## Task objective
Search through the entries for the word "base" and copy every line that has it.

Saved entries:
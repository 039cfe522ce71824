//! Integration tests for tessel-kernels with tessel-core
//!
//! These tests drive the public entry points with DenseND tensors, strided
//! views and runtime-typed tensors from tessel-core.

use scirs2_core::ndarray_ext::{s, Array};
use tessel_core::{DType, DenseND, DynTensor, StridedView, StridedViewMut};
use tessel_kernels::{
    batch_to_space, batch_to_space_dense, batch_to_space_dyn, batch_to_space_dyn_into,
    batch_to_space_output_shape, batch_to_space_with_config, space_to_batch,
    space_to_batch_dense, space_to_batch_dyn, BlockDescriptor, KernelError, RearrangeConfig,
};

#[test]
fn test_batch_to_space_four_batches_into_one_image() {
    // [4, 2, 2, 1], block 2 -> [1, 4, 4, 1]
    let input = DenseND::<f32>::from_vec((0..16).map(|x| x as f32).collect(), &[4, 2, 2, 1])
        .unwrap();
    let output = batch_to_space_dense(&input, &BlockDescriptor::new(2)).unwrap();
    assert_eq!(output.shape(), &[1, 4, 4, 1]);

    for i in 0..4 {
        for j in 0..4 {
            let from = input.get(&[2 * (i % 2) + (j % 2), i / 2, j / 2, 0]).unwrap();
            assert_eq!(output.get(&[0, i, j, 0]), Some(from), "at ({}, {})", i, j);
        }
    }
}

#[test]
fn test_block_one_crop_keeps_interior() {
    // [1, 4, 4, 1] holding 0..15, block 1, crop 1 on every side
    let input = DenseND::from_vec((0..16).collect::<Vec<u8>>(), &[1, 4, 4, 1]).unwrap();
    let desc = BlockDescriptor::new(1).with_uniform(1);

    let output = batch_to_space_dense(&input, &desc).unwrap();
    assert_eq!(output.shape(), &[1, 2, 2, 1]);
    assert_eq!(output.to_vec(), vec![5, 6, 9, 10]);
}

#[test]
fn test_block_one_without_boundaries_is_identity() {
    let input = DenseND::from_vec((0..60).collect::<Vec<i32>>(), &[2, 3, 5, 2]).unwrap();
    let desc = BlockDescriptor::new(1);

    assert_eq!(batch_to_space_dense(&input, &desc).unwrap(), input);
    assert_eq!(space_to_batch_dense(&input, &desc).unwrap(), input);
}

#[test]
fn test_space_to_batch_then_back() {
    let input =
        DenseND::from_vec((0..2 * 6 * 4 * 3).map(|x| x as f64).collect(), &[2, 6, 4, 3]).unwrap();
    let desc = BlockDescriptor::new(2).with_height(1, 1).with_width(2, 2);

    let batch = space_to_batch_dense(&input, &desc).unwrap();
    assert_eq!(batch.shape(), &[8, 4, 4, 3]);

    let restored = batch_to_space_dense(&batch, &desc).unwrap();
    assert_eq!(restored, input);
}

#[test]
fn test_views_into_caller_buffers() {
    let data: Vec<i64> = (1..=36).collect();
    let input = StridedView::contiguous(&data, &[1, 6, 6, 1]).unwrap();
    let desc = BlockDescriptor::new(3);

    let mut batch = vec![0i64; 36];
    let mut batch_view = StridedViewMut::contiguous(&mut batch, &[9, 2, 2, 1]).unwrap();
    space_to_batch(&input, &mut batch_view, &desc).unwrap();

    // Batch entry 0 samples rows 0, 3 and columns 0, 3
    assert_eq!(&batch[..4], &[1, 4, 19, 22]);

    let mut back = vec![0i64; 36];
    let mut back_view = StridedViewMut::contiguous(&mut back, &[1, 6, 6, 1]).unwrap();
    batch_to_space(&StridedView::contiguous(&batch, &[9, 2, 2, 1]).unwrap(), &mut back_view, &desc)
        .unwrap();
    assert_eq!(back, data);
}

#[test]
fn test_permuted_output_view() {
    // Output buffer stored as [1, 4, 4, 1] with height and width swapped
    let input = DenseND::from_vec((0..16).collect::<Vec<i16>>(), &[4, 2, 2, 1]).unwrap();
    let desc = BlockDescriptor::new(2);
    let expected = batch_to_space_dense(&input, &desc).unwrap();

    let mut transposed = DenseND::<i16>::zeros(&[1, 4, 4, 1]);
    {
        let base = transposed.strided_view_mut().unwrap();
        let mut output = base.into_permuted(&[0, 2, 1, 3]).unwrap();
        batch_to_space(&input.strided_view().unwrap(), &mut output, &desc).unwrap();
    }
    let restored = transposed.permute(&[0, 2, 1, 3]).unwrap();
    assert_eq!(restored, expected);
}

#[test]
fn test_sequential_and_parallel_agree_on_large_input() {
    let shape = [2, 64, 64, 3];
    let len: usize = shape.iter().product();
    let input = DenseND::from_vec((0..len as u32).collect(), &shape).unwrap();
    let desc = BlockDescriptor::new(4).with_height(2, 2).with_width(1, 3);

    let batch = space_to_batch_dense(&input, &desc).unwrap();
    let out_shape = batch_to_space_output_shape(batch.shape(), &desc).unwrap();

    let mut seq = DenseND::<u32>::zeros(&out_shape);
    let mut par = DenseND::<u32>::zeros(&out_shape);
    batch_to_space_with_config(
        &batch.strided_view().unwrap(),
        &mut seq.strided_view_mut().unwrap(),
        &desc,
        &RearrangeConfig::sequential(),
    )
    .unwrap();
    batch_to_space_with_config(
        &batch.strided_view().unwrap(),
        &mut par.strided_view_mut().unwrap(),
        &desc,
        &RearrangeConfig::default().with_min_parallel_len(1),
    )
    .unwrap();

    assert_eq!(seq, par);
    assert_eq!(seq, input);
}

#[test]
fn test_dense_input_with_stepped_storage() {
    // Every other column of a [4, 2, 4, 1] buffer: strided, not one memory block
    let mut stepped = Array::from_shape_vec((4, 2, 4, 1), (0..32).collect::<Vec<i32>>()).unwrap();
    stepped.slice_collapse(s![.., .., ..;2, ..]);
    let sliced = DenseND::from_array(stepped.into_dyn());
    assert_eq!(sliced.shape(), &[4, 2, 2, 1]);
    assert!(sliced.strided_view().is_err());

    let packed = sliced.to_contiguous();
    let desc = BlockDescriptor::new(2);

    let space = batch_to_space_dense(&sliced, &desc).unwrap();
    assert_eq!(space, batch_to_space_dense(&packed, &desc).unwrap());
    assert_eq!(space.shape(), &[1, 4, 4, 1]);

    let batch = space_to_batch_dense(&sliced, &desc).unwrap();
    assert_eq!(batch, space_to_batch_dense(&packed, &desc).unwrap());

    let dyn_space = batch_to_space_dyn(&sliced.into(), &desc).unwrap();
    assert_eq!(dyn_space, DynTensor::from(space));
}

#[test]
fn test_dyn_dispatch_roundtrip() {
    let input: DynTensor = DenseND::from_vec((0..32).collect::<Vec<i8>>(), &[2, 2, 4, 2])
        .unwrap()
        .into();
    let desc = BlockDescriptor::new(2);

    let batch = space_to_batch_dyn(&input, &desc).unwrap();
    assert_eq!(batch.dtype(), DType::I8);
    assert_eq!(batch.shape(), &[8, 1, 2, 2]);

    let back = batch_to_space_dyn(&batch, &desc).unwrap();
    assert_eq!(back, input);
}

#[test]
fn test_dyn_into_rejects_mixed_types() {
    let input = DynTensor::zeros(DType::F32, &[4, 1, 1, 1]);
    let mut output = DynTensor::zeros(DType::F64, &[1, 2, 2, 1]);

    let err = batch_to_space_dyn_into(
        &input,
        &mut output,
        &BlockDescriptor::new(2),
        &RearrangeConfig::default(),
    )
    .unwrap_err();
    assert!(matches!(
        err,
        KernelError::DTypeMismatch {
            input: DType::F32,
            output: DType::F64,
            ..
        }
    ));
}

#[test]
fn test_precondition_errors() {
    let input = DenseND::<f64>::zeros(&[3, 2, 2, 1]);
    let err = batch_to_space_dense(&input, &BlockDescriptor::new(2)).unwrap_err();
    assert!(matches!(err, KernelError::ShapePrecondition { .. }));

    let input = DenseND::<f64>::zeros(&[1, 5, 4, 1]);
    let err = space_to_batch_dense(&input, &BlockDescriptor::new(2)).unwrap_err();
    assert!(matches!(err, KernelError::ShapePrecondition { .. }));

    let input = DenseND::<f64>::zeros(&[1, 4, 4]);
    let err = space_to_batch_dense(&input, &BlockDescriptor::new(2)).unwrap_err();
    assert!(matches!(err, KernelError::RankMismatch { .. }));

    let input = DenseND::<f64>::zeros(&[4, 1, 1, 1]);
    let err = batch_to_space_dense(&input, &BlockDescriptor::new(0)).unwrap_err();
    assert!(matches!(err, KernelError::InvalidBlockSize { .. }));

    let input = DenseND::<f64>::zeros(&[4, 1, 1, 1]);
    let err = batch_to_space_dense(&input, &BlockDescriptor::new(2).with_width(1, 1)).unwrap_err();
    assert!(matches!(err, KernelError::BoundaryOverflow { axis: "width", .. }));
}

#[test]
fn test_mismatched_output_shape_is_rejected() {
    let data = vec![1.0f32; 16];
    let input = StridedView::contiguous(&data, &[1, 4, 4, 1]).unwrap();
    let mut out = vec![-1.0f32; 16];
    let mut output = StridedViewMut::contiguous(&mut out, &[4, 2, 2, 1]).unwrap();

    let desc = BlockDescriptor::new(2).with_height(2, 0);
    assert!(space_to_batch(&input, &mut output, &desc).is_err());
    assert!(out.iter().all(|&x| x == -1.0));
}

---

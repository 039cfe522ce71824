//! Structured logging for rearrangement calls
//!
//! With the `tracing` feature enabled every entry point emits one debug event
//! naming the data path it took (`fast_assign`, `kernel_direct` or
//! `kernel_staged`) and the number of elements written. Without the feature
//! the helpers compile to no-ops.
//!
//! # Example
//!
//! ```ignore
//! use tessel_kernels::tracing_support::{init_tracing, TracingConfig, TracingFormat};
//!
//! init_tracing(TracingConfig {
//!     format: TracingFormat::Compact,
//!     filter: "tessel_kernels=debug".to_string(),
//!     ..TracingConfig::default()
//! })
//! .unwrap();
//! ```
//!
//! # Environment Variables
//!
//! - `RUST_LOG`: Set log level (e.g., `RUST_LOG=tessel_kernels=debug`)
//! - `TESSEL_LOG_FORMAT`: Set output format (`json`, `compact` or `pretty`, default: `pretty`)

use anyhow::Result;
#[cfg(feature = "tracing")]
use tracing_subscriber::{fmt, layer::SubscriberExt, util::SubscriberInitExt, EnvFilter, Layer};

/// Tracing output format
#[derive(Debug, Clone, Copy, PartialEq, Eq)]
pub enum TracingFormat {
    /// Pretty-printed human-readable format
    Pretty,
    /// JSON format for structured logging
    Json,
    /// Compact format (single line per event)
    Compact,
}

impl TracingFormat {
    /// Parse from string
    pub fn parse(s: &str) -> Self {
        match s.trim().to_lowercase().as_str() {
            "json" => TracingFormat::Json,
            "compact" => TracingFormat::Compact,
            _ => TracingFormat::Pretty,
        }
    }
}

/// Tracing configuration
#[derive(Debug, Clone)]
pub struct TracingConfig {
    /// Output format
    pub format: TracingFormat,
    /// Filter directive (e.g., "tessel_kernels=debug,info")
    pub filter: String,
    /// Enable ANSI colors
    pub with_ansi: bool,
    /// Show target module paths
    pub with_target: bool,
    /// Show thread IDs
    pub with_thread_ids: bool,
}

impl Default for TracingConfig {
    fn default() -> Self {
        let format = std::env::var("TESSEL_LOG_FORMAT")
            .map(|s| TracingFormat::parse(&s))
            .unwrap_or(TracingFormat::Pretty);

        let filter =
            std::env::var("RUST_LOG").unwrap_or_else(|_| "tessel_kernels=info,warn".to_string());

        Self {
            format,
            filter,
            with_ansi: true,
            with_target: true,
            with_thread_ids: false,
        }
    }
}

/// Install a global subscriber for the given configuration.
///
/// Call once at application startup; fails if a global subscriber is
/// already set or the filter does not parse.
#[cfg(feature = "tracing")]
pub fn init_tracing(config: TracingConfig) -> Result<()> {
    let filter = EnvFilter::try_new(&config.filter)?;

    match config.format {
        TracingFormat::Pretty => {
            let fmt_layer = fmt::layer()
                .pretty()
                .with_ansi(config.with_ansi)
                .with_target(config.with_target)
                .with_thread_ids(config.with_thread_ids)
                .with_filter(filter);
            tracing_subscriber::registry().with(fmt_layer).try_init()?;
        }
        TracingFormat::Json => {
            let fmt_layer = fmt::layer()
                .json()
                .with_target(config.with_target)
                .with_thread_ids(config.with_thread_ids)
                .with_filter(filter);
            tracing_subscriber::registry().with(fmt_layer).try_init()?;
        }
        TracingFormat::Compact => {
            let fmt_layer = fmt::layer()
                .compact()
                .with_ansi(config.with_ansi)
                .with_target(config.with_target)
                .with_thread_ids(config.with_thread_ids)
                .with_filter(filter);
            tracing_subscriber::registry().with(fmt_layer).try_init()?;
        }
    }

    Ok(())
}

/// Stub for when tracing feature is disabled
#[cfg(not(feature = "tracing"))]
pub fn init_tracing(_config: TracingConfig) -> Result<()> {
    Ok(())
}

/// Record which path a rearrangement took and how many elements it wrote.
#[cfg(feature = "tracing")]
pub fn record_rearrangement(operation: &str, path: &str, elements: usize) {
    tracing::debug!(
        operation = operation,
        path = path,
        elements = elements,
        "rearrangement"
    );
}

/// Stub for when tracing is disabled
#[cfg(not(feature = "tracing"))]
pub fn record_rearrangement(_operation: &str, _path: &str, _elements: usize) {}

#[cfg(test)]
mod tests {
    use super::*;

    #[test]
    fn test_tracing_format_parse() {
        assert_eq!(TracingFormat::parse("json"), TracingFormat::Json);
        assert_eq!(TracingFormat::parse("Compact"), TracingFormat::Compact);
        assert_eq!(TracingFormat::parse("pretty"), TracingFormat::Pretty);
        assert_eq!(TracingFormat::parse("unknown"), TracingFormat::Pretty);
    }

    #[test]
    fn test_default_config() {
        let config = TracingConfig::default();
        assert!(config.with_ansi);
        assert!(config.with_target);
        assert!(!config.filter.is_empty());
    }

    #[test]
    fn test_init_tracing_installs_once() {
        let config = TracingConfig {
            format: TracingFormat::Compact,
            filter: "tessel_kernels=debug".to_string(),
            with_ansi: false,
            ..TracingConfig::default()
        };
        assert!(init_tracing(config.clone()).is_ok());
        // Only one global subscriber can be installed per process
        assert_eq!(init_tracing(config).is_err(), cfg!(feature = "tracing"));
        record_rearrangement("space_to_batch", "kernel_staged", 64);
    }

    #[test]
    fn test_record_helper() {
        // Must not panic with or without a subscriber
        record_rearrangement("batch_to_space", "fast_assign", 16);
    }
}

==

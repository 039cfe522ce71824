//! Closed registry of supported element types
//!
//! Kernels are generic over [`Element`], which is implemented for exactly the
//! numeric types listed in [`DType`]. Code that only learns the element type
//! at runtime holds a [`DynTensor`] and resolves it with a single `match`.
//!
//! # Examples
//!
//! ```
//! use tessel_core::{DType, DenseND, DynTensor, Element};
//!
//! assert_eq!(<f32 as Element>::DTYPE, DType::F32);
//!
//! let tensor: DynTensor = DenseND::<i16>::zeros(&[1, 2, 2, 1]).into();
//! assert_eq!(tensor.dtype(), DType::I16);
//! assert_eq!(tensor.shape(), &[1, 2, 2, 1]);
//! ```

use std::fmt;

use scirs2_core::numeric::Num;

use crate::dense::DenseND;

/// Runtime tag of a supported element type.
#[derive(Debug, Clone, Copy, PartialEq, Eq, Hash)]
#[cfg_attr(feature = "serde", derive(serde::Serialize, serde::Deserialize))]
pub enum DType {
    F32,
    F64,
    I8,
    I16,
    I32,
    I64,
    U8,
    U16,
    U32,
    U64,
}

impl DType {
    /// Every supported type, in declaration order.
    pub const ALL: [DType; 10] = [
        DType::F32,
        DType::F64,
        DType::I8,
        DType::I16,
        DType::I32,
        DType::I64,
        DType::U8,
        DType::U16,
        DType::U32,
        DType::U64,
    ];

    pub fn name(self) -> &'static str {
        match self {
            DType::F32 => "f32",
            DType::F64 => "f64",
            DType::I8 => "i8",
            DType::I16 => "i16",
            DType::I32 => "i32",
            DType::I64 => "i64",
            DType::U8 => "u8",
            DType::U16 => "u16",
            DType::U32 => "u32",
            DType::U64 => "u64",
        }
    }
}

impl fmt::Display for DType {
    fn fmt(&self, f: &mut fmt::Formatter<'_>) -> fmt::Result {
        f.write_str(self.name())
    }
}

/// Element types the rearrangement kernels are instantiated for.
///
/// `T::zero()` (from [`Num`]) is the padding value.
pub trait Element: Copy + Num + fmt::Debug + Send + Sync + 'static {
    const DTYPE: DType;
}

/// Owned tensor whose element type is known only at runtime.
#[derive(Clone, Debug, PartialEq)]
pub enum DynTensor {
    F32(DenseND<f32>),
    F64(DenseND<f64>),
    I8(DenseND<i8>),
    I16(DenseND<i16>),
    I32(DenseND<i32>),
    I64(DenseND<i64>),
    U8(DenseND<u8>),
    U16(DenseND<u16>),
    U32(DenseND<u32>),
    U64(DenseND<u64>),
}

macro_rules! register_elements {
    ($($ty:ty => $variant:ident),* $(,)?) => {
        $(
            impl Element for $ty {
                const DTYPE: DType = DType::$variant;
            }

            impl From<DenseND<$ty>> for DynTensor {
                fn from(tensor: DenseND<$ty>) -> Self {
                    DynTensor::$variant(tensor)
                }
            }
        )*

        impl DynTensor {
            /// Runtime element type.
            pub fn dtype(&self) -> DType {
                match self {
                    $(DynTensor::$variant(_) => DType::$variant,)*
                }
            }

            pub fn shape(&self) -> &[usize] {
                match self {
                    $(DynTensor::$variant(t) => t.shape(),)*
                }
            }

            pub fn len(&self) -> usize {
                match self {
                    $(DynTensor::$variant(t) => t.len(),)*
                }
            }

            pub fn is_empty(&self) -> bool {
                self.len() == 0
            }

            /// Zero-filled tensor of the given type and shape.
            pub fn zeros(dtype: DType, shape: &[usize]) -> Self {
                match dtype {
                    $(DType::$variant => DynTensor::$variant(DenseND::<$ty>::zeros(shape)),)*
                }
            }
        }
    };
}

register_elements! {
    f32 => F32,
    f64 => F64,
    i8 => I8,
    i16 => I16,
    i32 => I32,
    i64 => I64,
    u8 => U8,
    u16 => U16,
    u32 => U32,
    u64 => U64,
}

## Reply to the exercise
        let base = transposed.strided_view_mut().unwrap();
        let mut output = base.into_permuted(&[0, 2, 1, 3]).unwrap();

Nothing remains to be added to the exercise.